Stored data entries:

=== Begin Enclosure ===

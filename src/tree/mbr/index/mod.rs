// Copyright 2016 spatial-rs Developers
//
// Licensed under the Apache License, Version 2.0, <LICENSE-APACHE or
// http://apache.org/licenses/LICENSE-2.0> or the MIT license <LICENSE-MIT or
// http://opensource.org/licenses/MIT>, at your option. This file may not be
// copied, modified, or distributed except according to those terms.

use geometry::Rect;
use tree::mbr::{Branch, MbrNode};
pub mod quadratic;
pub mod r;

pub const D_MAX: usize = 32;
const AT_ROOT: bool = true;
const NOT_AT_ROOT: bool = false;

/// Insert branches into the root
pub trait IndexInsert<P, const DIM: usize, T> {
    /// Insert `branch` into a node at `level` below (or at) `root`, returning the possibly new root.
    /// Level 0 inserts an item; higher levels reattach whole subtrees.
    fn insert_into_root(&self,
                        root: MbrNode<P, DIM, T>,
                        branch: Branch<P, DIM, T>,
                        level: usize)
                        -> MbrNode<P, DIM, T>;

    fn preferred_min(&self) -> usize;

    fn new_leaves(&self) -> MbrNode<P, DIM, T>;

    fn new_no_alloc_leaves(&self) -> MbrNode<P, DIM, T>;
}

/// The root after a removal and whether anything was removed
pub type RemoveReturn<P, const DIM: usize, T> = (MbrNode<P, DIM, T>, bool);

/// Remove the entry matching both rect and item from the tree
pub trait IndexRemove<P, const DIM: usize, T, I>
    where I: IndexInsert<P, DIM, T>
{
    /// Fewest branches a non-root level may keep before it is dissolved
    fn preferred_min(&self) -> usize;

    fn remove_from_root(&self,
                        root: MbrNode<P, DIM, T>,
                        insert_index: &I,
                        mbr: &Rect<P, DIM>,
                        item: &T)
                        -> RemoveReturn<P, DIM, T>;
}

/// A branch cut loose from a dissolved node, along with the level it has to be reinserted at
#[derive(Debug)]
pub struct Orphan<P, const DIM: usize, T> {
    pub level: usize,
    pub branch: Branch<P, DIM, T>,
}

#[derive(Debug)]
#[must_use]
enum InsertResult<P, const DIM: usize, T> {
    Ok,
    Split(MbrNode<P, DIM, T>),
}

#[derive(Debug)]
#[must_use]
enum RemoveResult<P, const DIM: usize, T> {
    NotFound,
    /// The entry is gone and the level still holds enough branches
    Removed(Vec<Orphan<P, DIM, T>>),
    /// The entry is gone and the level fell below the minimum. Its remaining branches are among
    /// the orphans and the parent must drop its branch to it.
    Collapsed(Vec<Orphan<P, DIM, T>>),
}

=== End Enclosure ===
=== Begin Enclosure ===

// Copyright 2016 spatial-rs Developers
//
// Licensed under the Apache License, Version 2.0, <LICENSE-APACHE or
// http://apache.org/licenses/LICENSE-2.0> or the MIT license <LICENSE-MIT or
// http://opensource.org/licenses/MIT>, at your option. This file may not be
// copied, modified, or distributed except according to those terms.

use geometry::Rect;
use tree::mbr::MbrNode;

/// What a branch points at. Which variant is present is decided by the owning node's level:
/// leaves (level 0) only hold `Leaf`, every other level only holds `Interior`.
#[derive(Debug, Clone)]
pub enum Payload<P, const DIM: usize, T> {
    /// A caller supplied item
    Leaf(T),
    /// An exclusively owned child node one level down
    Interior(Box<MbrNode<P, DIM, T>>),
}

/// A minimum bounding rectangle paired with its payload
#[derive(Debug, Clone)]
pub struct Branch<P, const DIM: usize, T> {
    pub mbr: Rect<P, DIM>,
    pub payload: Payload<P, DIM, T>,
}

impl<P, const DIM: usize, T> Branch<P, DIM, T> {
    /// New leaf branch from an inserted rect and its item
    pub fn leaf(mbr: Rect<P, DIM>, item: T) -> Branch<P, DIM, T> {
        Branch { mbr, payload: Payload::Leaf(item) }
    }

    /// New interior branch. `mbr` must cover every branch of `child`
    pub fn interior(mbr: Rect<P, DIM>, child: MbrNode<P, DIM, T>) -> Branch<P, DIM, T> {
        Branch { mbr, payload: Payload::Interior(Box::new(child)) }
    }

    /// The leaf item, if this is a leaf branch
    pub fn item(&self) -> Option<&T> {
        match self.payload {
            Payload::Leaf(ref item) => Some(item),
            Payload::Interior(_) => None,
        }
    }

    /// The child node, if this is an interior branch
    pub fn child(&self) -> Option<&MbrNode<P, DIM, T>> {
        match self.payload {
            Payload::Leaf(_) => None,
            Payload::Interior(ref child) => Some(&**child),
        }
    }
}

=== End Enclosure ===

WORK INSTRUCTION: Each line in the entries above, starting at the line with "filename src/tree/mbr/index/mod.rs" and ending at the line with "anything was removed", is to be printed exactly, and only those lines.

OUTPUT FOR THIS EXERCISE:
filename src/tree/mbr/index/mod.rs
// Copyright 2016 spatial-rs Developers
//
// Licensed under the Apache License, Version 2.0, <LICENSE-APACHE or
// http://apache.org/licenses/LICENSE-2.0> or the MIT license <LICENSE-MIT or
// http://opensource.org/licenses/MIT>, at your option. This file may not be
// copied, modified, or distributed except according to those terms.

use geometry::Rect;
use tree::mbr::{Branch, MbrNode};
pub mod quadratic;
pub mod r;

pub const D_MAX: usize = 32;
const AT_ROOT: bool = true;
const NOT_AT_ROOT: bool = false;

/// Insert branches into the root
pub trait IndexInsert<P, const DIM: usize, T> {
    /// Insert `branch` into a node at `level` below (or at) `root`, returning the possibly new root.
    /// Level 0 inserts an item; higher levels reattach whole subtrees.
    fn insert_into_root(&self,
                        root: MbrNode<P, DIM, T>,
                        branch: Branch<P, DIM, T>,
                        level: usize)
                        -> MbrNode<P, DIM, T>;

    fn preferred_min(&self) -> usize;

    fn new_leaves(&self) -> MbrNode<P, DIM, T>;

    fn new_no_alloc_leaves(&self) -> MbrNode<P, DIM, T>;
}

/// The root after a removal and whether anything was removed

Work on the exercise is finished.